被告は、第一項(前項において準用する場合を含むで。)の申立てをするには、原告の訴えの提起が悪意によるもんであることを疎明せなあかん。
会社の訴訟で株主が訴えを起こすときに、担保を立てさせることができるルールを定めとるんやで。株主が会社を相手に訴えを起こした場合、被告(会社)が「この株主は悪意で訴えとるんや」って主張したら、裁判所は株主に担保を立てるように命令できるんや。もし株主が負けたときに、会社の損害を賠償するための保証金みたいなもんやねん。
例えばな、株主のQQQさんがRRR社を相手に「合併は無効や」っていう訴えを起こしたとするやろ。RRR社は「QQQさんは嫌がらせで訴えとるんや」って主張して、裁判所に「QQQさんに担保を立てさせてください」って申し立てたんや。裁判所が「確かに悪意の可能性がある」って判断したら、QQQさんに「500万円の担保を立てなさい」って命令することができるんやで。

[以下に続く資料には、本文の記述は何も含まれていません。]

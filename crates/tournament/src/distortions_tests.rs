use super::*;
use league_core::{Team, TeamId};

fn division(skills: &[f64]) -> Division {
    let teams = skills
        .iter()
        .enumerate()
        .map(|(i, &skill)| Team::new(TeamId(i as u32), format!("T{}", i), skill))
        .collect();
    Division::from_teams("Test", teams, Some(0)).unwrap()
}

#[test]
fn test_rank_distortions() {
    // Standings order A, B, C, D against skill order B, D, A, C
    let division = division(&[0.5, 2.0, -1.0, 1.0]);
    assert_eq!(rank_distortions(&division), vec![2, 1, 1, 2]);
}

#[test]
fn test_perfect_standings_have_no_distortion() {
    let division = division(&[3.0, 1.0, -1.0, -3.0]);
    let distortions = rank_distortions(&division);
    assert!(distortions.iter().all(|&d| d == 0));
    assert_eq!(mean_distortion(&distortions), 0.0);
}

#[test]
fn test_bye_is_never_distorted() {
    let division = division(&[-1.0, 0.0, 1.0]);
    assert_eq!(rank_distortions(&division), vec![2, 0, 2, 0]);
}

#[test]
fn test_mean_and_top_distortion() {
    let distortions = [2, 1, 1, 2, 0, 6];
    assert!((mean_distortion(&distortions) - 2.0).abs() < 1e-12);
    assert!((top_distortion(&distortions, 2) - 1.5).abs() < 1e-12);
    assert!((top_distortion(&distortions, 50) - 2.0).abs() < 1e-12);
    assert_eq!(mean_distortion(&[]), 0.0);
    assert_eq!(top_distortion(&distortions, 0), 0.0);
}

#[test]
fn test_point_distortion() {
    let mut division = division(&[3.0, 1.0, -1.0, -3.0]);
    // Expected over 3 matches: 27, 18, 9, 0
    assert!((point_distortion(&division, 3).unwrap() - 13.5).abs() < 1e-9);

    let mut ids = division.team_ids().into_iter();
    let (a, b) = (ids.next().unwrap(), ids.next().unwrap());
    division.record_faced(a, b).unwrap();
    division.play_match(a, b, league_core::GameMode::Timed).unwrap();
    let after = point_distortion(&division, 0).unwrap();
    // Points were earned, nothing was expected
    assert!((after - 9.0 / 4.0).abs() < 1e-9);
}

#[test]
fn test_max_swiss_rounds() {
    assert_eq!(max_swiss_rounds(10), 7);
    assert_eq!(max_swiss_rounds(16), 13);
    assert_eq!(max_swiss_rounds(15), 13);
    assert_eq!(max_swiss_rounds(2), 0);
    assert_eq!(max_swiss_rounds(0), 0);
}
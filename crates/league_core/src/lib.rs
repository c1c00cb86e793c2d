//! League core: teams, match engine, divisions and Swiss pairing
//!
//! This crate holds the season logic with no I/O:
//! - [`match_engine`] resolves one contest between two skill ratings
//! - [`Division`] owns the teams, the standings order and the random source
//! - [`swiss`] produces each round's pairings by backtracking search
//!
//! Season drivers, measurement and the CLI live in the `tournament` crate.

pub mod division;
pub mod error;
pub mod match_engine;
pub mod skill;
pub mod standings;
pub mod swiss;
pub mod team;

pub use division::*;
pub use error::*;
pub use match_engine::{
    closest_loser_rounds, expected_match_points, match_points, play_match, win_probability,
    Contestant, GameMode, MatchOutcome, MATCH_POINTS_TOTAL, ODDS_SCALING_FACTOR,
};
pub use skill::*;
pub use standings::{compare_standings, median_buchholz};
pub use swiss::*;
pub use team::*;
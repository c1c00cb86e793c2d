//! Match engine: resolves a single contest between two skill ratings
//!
//! Each round is won by the home side with probability
//! `p = 1 / (1 + e^(-k * (home - away)))`. Rounds are drawn until one side
//! reaches the win limit of the active [`GameMode`], and the final tally is
//! mapped to match points out of 9.

use rand::Rng;
use serde::{Deserialize, Serialize};

use crate::error::{LeagueError, Result};

/// Scaling constant `k` of the logistic round-win model.
///
/// Empirical calibration, not derived: it is the smallest value that keeps
/// the average score distortion per match proportionate to the skill spread.
pub const ODDS_SCALING_FACTOR: f64 = 2.0;

/// Match points shared between the two sides of every match.
pub const MATCH_POINTS_TOTAL: u32 = 9;

/// Points awarded to the winner of an early-clinched match before the bonus.
const CLINCH_BASE_POINTS: u32 = 6;

/// Bonus pool the early-clinch winner receives minus the loser's rounds.
const CLINCH_BONUS_POOL: u32 = 3;

/// Game mode of a match, which decides how many round wins clinch it.
#[derive(Debug, Clone, Copy, PartialEq, Eq, Hash, Serialize, Deserialize)]
#[serde(rename_all = "snake_case")]
pub enum GameMode {
    /// King of the hill: first to 4 rounds.
    SuddenVictory,
    /// Stopwatch: first to 2 rounds.
    Timed,
}

impl GameMode {
    /// Round wins needed to clinch a match in this mode.
    pub fn win_limit(self) -> u32 {
        match self {
            GameMode::SuddenVictory => 4,
            GameMode::Timed => 2,
        }
    }

    /// Mode played in a given 1-based round: odd rounds are sudden victory.
    pub fn for_round(round: u32) -> Self {
        if round % 2 != 0 {
            GameMode::SuddenVictory
        } else {
            GameMode::Timed
        }
    }
}

/// One side of a match.
#[derive(Debug, Clone, Copy, PartialEq)]
pub enum Contestant {
    Skilled(f64),
    Bye,
}

/// Result of one match from one side's perspective.
#[derive(Debug, Clone, Copy, PartialEq, Eq, Serialize, Deserialize)]
pub struct MatchOutcome {
    pub won: bool,
    pub rounds_won: u32,
    pub rounds_lost: u32,
    pub match_points: u32,
}

impl MatchOutcome {
    /// Outcome awarded to a team whose opponent is the bye.
    pub fn bye_win() -> Self {
        Self {
            won: true,
            rounds_won: 4,
            rounds_lost: 0,
            match_points: MATCH_POINTS_TOTAL,
        }
    }

    /// Outcome recorded against the bye team itself.
    pub fn bye_loss() -> Self {
        Self {
            won: false,
            rounds_won: 0,
            rounds_lost: 4,
            match_points: 0,
        }
    }
}

/// Probability that the home side wins any single round.
pub fn win_probability(home_skill: f64, away_skill: f64) -> f64 {
    let diff = home_skill - away_skill;
    1.0 / (1.0 + (-ODDS_SCALING_FACTOR * diff).exp())
}

/// Plays one match and returns `(home, away)` outcomes.
///
/// A bye on either side resolves without touching `rng`. Timed-mode round
/// tallies are recorded doubled, after points have been computed from the
/// raw tallies, so both modes report rounds on the same scale.
pub fn play_match<R: Rng + ?Sized>(
    home: Contestant,
    away: Contestant,
    mode: GameMode,
    rng: &mut R,
) -> Result<(MatchOutcome, MatchOutcome)> {
    let (home_skill, away_skill) = match (home, away) {
        (Contestant::Bye, Contestant::Bye) => {
            return Err(LeagueError::Argument(
                "home and away cannot both be bye".to_string(),
            ));
        }
        (Contestant::Bye, Contestant::Skilled(_)) => {
            return Ok((MatchOutcome::bye_loss(), MatchOutcome::bye_win()));
        }
        (Contestant::Skilled(_), Contestant::Bye) => {
            return Ok((MatchOutcome::bye_win(), MatchOutcome::bye_loss()));
        }
        (Contestant::Skilled(h), Contestant::Skilled(a)) => (h, a),
    };

    let home_win_chance = win_probability(home_skill, away_skill);
    let win_limit = mode.win_limit();

    let mut home_rounds = 0;
    let mut away_rounds = 0;
    while home_rounds < win_limit && away_rounds < win_limit {
        if rng.gen_range(0.0..1.0) < home_win_chance {
            home_rounds += 1;
        } else {
            away_rounds += 1;
        }
    }

    let home_won = home_rounds > away_rounds;
    let (home_points, away_points) = match_points(home_rounds, away_rounds)?;

    if mode == GameMode::Timed {
        home_rounds *= 2;
        away_rounds *= 2;
    }

    Ok((
        MatchOutcome {
            won: home_won,
            rounds_won: home_rounds,
            rounds_lost: away_rounds,
            match_points: home_points,
        },
        MatchOutcome {
            won: !home_won,
            rounds_won: away_rounds,
            rounds_lost: home_rounds,
            match_points: away_points,
        },
    ))
}

/// Maps a raw round tally to `(home, away)` match points.
///
/// When the winner reached the sudden-victory limit the early-clinch rule
/// applies: the winner gets `6 + (3 - loser_rounds)` and the loser keeps its
/// round count. Any other tally is split proportionally out of 9, rounding
/// half up. Both branches hand out exactly 9 points.
pub fn match_points(home_rounds: u32, away_rounds: u32) -> Result<(u32, u32)> {
    let total = home_rounds + away_rounds;
    if total == 0 {
        return Err(LeagueError::Argument(
            "cannot score a match with no rounds played".to_string(),
        ));
    }

    let clinched = home_rounds.max(away_rounds) == GameMode::SuddenVictory.win_limit();
    if !clinched {
        let home_points =
            ((home_rounds * MATCH_POINTS_TOTAL) as f64 / total as f64).round() as u32;
        return Ok((home_points, MATCH_POINTS_TOTAL - home_points));
    }

    if home_rounds == away_rounds {
        return Err(LeagueError::Argument(format!(
            "tally {}-{} has no winner",
            home_rounds, away_rounds
        )));
    }
    let loser_points = home_rounds.min(away_rounds);
    let winner_points = CLINCH_BASE_POINTS + CLINCH_BONUS_POOL.saturating_sub(loser_points);

    if home_rounds > away_rounds {
        Ok((winner_points, loser_points))
    } else {
        Ok((loser_points, winner_points))
    }
}

/// Loser round count whose tally ratio `win_limit / (win_limit + loser)` is
/// closest to `win_chance`. Ties keep the smaller loser count.
pub fn closest_loser_rounds(win_chance: f64, win_limit: u32) -> u32 {
    let ratio = |loser: u32| win_limit as f64 / (win_limit + loser) as f64;

    let mut best = 0;
    for loser in 1..win_limit {
        if (win_chance - ratio(loser)).abs() < (win_chance - ratio(best)).abs() {
            best = loser;
        }
    }
    best
}

/// Deterministic expected `(home, away)` match points for a skill pair.
///
/// For each game mode the favoured side is given the win limit and the
/// underdog the loser count closest to the round-win probability; the two
/// modes' points are then averaged. Exactly equal skills have no favoured
/// side and fail with [`LeagueError::Domain`].
pub fn expected_match_points(home_skill: f64, away_skill: f64) -> Result<(f64, f64)> {
    let home_win_chance = win_probability(home_skill, away_skill);
    if home_win_chance == 0.5 {
        return Err(LeagueError::Domain { skill: home_skill });
    }

    let modes = [GameMode::Timed, GameMode::SuddenVictory];
    let mut home_total = 0.0;
    let mut away_total = 0.0;
    for mode in modes {
        let win_limit = mode.win_limit();
        let (home_rounds, away_rounds) = if home_win_chance > 0.5 {
            (win_limit, closest_loser_rounds(home_win_chance, win_limit))
        } else {
            (closest_loser_rounds(1.0 - home_win_chance, win_limit), win_limit)
        };
        let (home_points, away_points) = match_points(home_rounds, away_rounds)?;
        home_total += home_points as f64;
        away_total += away_points as f64;
    }

    let modes_played = modes.len() as f64;
    Ok((home_total / modes_played, away_total / modes_played))
}

#[cfg(test)]
#[path = "match_engine_tests.rs"]
mod match_engine_tests;
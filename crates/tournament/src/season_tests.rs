use super::*;
use league_core::{SkillStyle, Team, TeamId};
use std::collections::HashSet;

fn division(teams: usize, seed: u64) -> Division {
    Division::generate("Test", teams, SkillStyle::TrueRandom, Some(seed)).unwrap()
}

fn unordered(pairing: &Pairing) -> (TeamId, TeamId) {
    (pairing.home.min(pairing.away), pairing.home.max(pairing.away))
}

fn assert_no_repeats(rounds: &[Round]) {
    let mut seen = HashSet::new();
    for round in rounds {
        for pairing in round {
            assert!(seen.insert(unordered(pairing)), "{:?} met twice", pairing);
        }
    }
}

fn assert_everyone_once(division: &Division, round: &Round) {
    let mut teams = HashSet::new();
    for pairing in round {
        assert!(teams.insert(pairing.home));
        assert!(teams.insert(pairing.away));
    }
    assert_eq!(teams.len(), division.len());
}

#[test]
fn test_swiss_season() {
    let mut division = division(10, 1);
    let rounds = run_swiss(&mut division, 4).unwrap();

    assert_eq!(rounds.len(), 4);
    assert_no_repeats(&rounds);
    for round in &rounds {
        assert_everyone_once(&division, round);
    }
    for team in division.teams() {
        assert_eq!(team.matches_played(), 4);
        assert_eq!(team.teams_faced().len(), 4);
    }
    division.check_invariants().unwrap();
}

#[test]
fn test_swiss_season_leaves_standings_sorted() {
    let mut division = division(8, 2);
    run_swiss(&mut division, 3).unwrap();
    let points: Vec<u32> = division.teams().iter().map(|t| t.match_points).collect();
    assert!(points.windows(2).all(|w| w[0] >= w[1]));
}

#[test]
fn test_first_swiss_round_pairs_neighbours() {
    let mut division = division(6, 3);
    let order = division.team_ids();
    let rounds = run_swiss(&mut division, 1).unwrap();
    let expected: Round = order.chunks(2).map(|c| Pairing::new(c[0], c[1])).collect();
    assert_eq!(rounds[0], expected);
}

#[test]
fn test_odd_division_pairs_bye_every_round() {
    let mut division = division(9, 4);
    let bye = division.bye().unwrap().id();
    let rounds = run_swiss(&mut division, 3).unwrap();

    for round in &rounds {
        assert_eq!(round.iter().filter(|p| p.contains(bye)).count(), 1);
    }
    let bye = division.bye().unwrap();
    assert_eq!(bye.match_points, 0);
    assert_eq!(bye.losses, 3);
    assert!(division.teams().last().unwrap().is_bye());
}

#[test]
fn test_simultaneous_swiss() {
    let mut division = division(10, 5);
    let rounds = run_simultaneous_swiss(&mut division, 2, 2).unwrap();

    assert_eq!(rounds.len(), 4);
    assert_no_repeats(&rounds);
    for team in division.teams() {
        assert_eq!(team.matches_played(), 4);
    }
}

#[test]
fn test_failed_simultaneous_week_leaves_history_untouched() {
    // Four teams cannot fit four distinct rounds into one week
    let mut division = division(4, 2);
    assert!(matches!(
        run_simultaneous_swiss(&mut division, 1, 4),
        Err(LeagueError::Scheduling { .. })
    ));
    for team in division.teams() {
        assert!(team.teams_faced().is_empty());
        assert_eq!(team.matches_played(), 0);
    }
}

#[test]
fn test_simultaneous_swiss_rejects_zero_per_week() {
    let mut division = division(4, 6);
    assert!(matches!(
        run_simultaneous_swiss(&mut division, 2, 0),
        Err(LeagueError::Argument(_))
    ));
}

#[test]
fn test_random_season() {
    let mut division = division(12, 7);
    let rounds = run_random(&mut division, 5).unwrap();

    assert_eq!(rounds.len(), 5);
    assert_no_repeats(&rounds);
    for round in &rounds {
        assert_everyone_once(&division, round);
    }
    division.check_invariants().unwrap();
}

#[test]
fn test_random_seasons_are_reproducible() {
    let mut a = division(12, 8);
    let mut b = division(12, 8);
    assert_eq!(run_random(&mut a, 4).unwrap(), run_random(&mut b, 4).unwrap());
    assert_eq!(a.team_ids(), b.team_ids());
}

#[test]
fn test_random_then_swiss() {
    let mut division = division(12, 9);
    let rounds = run_random_then_swiss(&mut division, 5, 0.5).unwrap();
    assert_eq!(rounds.len(), 5);
    assert_no_repeats(&rounds);
    for team in division.teams() {
        assert_eq!(team.matches_played(), 5);
    }
}

#[test]
fn test_random_then_swiss_rejects_bad_share() {
    let mut division = division(4, 10);
    for share in [-0.1, 1.5, f64::NAN] {
        assert!(matches!(
            run_random_then_swiss(&mut division, 2, share),
            Err(LeagueError::Argument(_))
        ));
    }
}

#[test]
fn test_round_robin() {
    let mut division = division(7, 11);
    let rounds = run_round_robin(&mut division).unwrap();

    // 7 teams plus the bye
    assert_eq!(rounds.len(), 7);
    assert_no_repeats(&rounds);
    for round in &rounds {
        assert_eq!(round.len(), 4);
        assert_everyone_once(&division, round);
    }
    for team in division.teams() {
        assert_eq!(team.teams_faced().len(), 7);
        assert_eq!(team.matches_played(), 7);
    }
}

#[test]
fn test_two_team_round_robin_is_one_sudden_victory_match() {
    let teams = vec![
        Team::new(TeamId(0), "A", 0.0),
        Team::new(TeamId(1), "B", 0.0),
    ];
    let mut division = Division::from_teams("Pair", teams, Some(12)).unwrap();
    let rounds = run_round_robin(&mut division).unwrap();
    assert_eq!(rounds.len(), 1);

    let winner = &division.teams()[0];
    assert_eq!((winner.wins, winner.rounds_won), (1, 4));
    assert!(winner.rounds_lost < 4);
    assert!(winner.match_points >= 6);
}

#[test]
fn test_run_season_dispatch() {
    let plan = SeasonPlan {
        format: SeasonFormat::Simultaneous,
        rounds: 5,
        matches_per_week: 2,
        random_share: 0.5,
    };
    let mut division = division(10, 13);
    // Two full weeks fit into five rounds
    assert_eq!(run_season(&mut division, &plan).unwrap().len(), 4);

    let plan = SeasonPlan {
        format: SeasonFormat::RoundRobin,
        ..plan
    };
    let mut division = self::division(6, 14);
    assert_eq!(run_season(&mut division, &plan).unwrap().len(), 5);
}

#[test]
fn test_verbose_season_plays_the_same() {
    let mut quiet = division(8, 15);
    let mut loud = division(8, 15);
    loud.set_verbosity(Verbosity::Full);
    assert_eq!(run_swiss(&mut quiet, 3).unwrap(), run_swiss(&mut loud, 3).unwrap());
}
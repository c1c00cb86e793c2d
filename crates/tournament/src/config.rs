//! Season configuration loaded from TOML

use league_core::{Division, SkillStyle, Verbosity};
use serde::{Deserialize, Serialize};
use std::path::{Path, PathBuf};

use crate::distortions::max_swiss_rounds;
use crate::error::{Result, TournamentError};
use crate::season::{SeasonFormat, SeasonPlan};

/// Everything needed to generate a division and play one season.
///
/// Every field has a default, so an empty file is a valid config:
///
/// ```toml
/// division_name = "Main"
/// teams = 16
/// skill_style = "true_random"
/// seed = 42
/// format = "random_then_swiss"
/// rounds = 7
/// random_share = 0.3
/// verbosity = "detailed"
/// results_path = "season.json"
/// ```
#[derive(Debug, Clone, PartialEq, Serialize, Deserialize)]
#[serde(default)]
pub struct SimulationConfig {
    pub division_name: String,
    pub teams: usize,
    pub skill_style: SkillStyle,
    /// Seed for the division's random source (None = from entropy)
    pub seed: Option<u64>,
    pub format: SeasonFormat,
    /// Rounds to play (None = the longest Swiss season for the team count)
    pub rounds: Option<u32>,
    /// Rounds fixed per week in the simultaneous format. An explicit
    /// `rounds` must be a whole number of weeks.
    pub matches_per_week: u32,
    /// Share of random rounds in the random-then-Swiss format
    pub random_share: f64,
    pub verbosity: Verbosity,
    /// Where to write the season results as JSON
    pub results_path: Option<PathBuf>,
}

impl Default for SimulationConfig {
    fn default() -> Self {
        Self {
            division_name: "Main".to_string(),
            teams: 16,
            skill_style: SkillStyle::Uniform,
            seed: None,
            format: SeasonFormat::Swiss,
            rounds: None,
            matches_per_week: 2,
            random_share: 0.5,
            verbosity: Verbosity::Minimal,
            results_path: None,
        }
    }
}

impl SimulationConfig {
    /// Parse and validate a TOML config.
    pub fn from_toml_str(contents: &str) -> Result<Self> {
        let config: Self = toml::from_str(contents)?;
        config.validate()?;
        Ok(config)
    }

    /// Load and validate a TOML config file.
    pub fn load(path: &Path) -> Result<Self> {
        let contents =
            std::fs::read_to_string(path).map_err(|e| TournamentError::io(path, e))?;
        Self::from_toml_str(&contents)
    }

    pub fn validate(&self) -> Result<()> {
        if self.teams < 2 {
            return Err(TournamentError::Config(format!(
                "a season needs at least 2 teams, got {}",
                self.teams
            )));
        }
        if self.matches_per_week == 0 {
            return Err(TournamentError::Config(
                "matches_per_week must be at least 1".to_string(),
            ));
        }
        if !(0.0..=1.0).contains(&self.random_share) {
            return Err(TournamentError::Config(format!(
                "random_share must be within [0, 1], got {}",
                self.random_share
            )));
        }
        if self.format == SeasonFormat::Simultaneous && self.round_count() < self.matches_per_week {
            return Err(TournamentError::Config(format!(
                "{} rounds do not fill one week of {} matches",
                self.round_count(),
                self.matches_per_week
            )));
        }
        if let (SeasonFormat::Simultaneous, Some(rounds)) = (self.format, self.rounds) {
            if rounds % self.matches_per_week != 0 {
                return Err(TournamentError::Config(format!(
                    "{} rounds do not split into whole weeks of {} matches",
                    rounds, self.matches_per_week
                )));
            }
        }
        Ok(())
    }

    /// Configured rounds, or [`max_swiss_rounds`] for the team count.
    pub fn round_count(&self) -> u32 {
        self.rounds.unwrap_or_else(|| max_swiss_rounds(self.teams))
    }

    pub fn plan(&self) -> SeasonPlan {
        SeasonPlan {
            format: self.format,
            rounds: self.round_count(),
            matches_per_week: self.matches_per_week,
            random_share: self.random_share,
        }
    }

    /// Generate the division this config describes.
    pub fn build_division(&self) -> Result<Division> {
        let mut division = Division::generate(
            self.division_name.clone(),
            self.teams,
            self.skill_style,
            self.seed,
        )?;
        division.set_verbosity(self.verbosity);
        Ok(division)
    }
}

#[cfg(test)]
#[path = "config_tests.rs"]
mod config_tests;
//! Standings order: bye last, then match points, then Median Buchholz

use std::cmp::Ordering;
use std::collections::HashMap;

use crate::team::{Team, TeamId};

/// Median Buchholz score: the match points of every opponent faced, minus the
/// single highest and single lowest. A team that has faced nobody scores 0.
pub fn median_buchholz(team: &Team, points: &HashMap<TeamId, u32>) -> i64 {
    let opponent_points: Vec<i64> = team
        .teams_faced()
        .iter()
        .map(|id| points.get(id).copied().unwrap_or(0) as i64)
        .collect();

    let (Some(max), Some(min)) = (
        opponent_points.iter().max().copied(),
        opponent_points.iter().min().copied(),
    ) else {
        return 0;
    };

    opponent_points.iter().sum::<i64>() - max - min
}

/// Compare two teams by standing. `Greater` means `a` ranks above `b`.
///
/// `points` maps every team id in the division to its match points.
pub fn compare_standings(a: &Team, b: &Team, points: &HashMap<TeamId, u32>) -> Ordering {
    match (a.is_bye(), b.is_bye()) {
        (true, true) => return Ordering::Equal,
        (true, false) => return Ordering::Less,
        (false, true) => return Ordering::Greater,
        (false, false) => {}
    }

    a.match_points
        .cmp(&b.match_points)
        .then_with(|| median_buchholz(a, points).cmp(&median_buchholz(b, points)))
}

/// Sort teams best first. The sort is stable, so teams tied on points and
/// Median Buchholz keep their previous relative order.
pub fn sort_standings(teams: &mut [Team]) {
    let points: HashMap<TeamId, u32> = teams.iter().map(|t| (t.id(), t.match_points)).collect();
    teams.sort_by(|a, b| compare_standings(b, a, &points));
}

#[cfg(test)]
#[path = "standings_tests.rs"]
mod standings_tests;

この規定は、いい加減な訴訟を防ぐための大事なルールやねん。会社を訴えるのは株主の権利やけど、根拠のない訴えや嫌がらせ目的の訴えは困るやろ。会社は訴えられると、対応に時間もお金もかかるし、信用にも影響するんや。せやから、悪意の訴えやったら、株主に担保を立てさせて、会社の損害をカバーできるようにしとるんやな。ただし、株主が役員の場合は担保は不要やで。役員やったら、会社のことを考えて訴えとる可能性が高いからな。これで、正当な権利行使は守られつつ、濫用も防げるようになっとるんやで。